-------- Information --------
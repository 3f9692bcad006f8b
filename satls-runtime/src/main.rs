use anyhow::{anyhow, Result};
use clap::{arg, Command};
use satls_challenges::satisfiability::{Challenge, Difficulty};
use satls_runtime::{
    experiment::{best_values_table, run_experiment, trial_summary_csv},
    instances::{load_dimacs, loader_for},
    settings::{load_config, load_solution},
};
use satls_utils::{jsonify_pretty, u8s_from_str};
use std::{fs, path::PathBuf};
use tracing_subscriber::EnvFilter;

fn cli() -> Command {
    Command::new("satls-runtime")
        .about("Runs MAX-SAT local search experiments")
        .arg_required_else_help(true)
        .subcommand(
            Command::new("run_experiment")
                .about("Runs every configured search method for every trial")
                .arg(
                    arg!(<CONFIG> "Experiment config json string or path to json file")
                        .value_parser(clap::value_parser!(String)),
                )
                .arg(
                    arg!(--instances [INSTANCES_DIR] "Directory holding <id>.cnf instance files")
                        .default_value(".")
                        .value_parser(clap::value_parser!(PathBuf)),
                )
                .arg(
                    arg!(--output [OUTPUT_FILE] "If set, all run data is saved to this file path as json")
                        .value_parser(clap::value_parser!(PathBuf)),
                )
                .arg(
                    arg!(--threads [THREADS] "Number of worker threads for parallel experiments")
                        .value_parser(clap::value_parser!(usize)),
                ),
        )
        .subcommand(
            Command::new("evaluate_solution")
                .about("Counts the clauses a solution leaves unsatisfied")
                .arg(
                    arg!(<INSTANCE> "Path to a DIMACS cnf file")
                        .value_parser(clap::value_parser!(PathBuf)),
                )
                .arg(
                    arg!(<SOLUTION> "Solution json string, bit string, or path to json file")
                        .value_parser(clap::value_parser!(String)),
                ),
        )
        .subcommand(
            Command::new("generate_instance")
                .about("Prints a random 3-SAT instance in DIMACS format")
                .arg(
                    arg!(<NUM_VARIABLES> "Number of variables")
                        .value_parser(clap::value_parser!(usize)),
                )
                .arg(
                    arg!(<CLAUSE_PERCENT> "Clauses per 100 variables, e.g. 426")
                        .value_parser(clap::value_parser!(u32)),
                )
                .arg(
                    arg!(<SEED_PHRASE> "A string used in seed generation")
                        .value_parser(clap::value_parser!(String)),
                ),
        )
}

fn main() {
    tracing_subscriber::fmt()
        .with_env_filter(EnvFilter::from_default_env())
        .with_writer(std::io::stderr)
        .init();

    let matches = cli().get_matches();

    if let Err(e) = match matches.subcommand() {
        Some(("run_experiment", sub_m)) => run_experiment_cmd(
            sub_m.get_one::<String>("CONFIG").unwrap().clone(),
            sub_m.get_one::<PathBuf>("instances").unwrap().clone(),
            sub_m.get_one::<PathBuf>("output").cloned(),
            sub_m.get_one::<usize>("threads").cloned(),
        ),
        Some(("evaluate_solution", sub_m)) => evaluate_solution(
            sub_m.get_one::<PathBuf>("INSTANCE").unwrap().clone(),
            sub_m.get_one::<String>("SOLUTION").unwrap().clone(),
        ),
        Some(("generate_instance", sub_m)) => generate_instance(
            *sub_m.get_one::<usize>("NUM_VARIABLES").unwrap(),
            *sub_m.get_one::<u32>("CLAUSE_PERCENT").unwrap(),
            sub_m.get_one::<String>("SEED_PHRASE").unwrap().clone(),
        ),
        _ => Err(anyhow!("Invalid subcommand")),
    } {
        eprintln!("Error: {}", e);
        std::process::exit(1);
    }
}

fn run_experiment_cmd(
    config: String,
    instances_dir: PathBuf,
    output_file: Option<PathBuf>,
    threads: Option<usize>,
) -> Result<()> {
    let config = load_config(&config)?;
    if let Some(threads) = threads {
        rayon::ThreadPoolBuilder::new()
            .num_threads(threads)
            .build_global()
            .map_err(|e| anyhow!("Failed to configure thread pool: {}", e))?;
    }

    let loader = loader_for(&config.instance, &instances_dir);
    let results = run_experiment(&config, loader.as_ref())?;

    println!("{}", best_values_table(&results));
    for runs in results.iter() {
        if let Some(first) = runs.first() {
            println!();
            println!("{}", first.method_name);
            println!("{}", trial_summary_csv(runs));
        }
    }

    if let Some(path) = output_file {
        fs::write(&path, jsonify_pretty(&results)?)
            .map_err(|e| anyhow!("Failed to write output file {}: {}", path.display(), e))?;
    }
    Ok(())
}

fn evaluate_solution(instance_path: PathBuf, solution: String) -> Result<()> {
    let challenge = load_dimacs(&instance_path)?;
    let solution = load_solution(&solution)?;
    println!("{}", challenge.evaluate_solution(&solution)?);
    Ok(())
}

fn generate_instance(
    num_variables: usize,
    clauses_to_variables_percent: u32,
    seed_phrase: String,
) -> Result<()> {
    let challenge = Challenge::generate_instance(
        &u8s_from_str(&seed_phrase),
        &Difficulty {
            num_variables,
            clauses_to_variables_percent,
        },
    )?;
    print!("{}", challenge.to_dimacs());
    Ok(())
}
--------
-------- Information --------
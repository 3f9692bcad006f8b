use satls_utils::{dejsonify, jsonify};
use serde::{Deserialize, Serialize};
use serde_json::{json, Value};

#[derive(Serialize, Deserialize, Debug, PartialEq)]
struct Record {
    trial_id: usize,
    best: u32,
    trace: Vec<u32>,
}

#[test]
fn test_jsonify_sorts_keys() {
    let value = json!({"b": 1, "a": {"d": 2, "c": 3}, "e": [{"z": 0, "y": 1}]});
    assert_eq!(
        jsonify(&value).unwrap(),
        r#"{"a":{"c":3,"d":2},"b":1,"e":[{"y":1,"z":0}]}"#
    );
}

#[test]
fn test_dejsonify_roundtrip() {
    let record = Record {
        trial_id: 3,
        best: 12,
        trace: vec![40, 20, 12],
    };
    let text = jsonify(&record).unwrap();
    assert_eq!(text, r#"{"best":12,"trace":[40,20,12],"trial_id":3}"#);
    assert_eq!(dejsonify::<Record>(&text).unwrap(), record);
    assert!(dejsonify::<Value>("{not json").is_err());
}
--------
> [Exercise prompt] Gather each line in the entries above where the string "search" is found.

> [Answer to this task]
        .about("Runs MAX-SAT local search experiments")
                .about("Runs every configured search method for every trial")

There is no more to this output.